_WHAT IS NEEDED:_
Among the records, find the lines that hold the string "kind" and return them.

━━━━━━

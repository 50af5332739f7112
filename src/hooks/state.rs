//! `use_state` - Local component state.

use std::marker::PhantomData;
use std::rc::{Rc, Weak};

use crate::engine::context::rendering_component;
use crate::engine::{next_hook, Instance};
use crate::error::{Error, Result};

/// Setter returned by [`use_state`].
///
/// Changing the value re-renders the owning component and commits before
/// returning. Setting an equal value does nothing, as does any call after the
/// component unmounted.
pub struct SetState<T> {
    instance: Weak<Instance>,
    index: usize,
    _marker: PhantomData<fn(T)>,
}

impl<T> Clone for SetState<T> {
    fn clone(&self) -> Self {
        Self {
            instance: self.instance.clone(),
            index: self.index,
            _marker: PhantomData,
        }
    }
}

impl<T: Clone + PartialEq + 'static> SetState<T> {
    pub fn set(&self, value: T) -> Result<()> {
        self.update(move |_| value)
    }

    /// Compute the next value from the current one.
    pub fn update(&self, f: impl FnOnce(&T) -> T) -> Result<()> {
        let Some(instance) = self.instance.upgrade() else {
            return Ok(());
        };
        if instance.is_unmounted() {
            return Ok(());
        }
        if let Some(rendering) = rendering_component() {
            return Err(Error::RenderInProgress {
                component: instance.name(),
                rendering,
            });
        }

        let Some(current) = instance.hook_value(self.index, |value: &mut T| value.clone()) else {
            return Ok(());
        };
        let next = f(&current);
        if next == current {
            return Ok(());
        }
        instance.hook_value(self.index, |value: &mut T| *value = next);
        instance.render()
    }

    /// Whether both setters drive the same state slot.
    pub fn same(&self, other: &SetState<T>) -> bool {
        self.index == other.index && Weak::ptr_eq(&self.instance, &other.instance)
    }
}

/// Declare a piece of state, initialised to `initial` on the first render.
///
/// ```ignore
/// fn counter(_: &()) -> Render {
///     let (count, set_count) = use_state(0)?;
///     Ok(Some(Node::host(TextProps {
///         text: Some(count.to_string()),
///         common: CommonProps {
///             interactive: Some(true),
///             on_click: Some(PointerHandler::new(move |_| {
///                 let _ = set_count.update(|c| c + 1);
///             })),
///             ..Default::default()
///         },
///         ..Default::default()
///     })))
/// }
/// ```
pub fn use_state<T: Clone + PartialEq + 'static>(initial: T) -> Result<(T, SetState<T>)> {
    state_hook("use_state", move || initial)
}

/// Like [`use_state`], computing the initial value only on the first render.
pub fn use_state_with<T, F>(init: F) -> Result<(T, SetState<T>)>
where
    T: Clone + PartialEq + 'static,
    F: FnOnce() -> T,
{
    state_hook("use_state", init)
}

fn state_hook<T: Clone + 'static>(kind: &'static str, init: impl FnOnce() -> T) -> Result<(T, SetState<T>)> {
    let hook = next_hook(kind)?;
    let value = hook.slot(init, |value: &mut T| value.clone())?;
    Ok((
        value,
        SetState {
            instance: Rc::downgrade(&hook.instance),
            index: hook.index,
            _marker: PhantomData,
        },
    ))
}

━━━━━━

_ANSWER TO THE EXERCISE:_
fn state_hook<T: Clone + 'static>(kind: &'static str, init: impl FnOnce() -> T) -> Result<(T, SetState<T>)> {
    let hook = next_hook(kind)?;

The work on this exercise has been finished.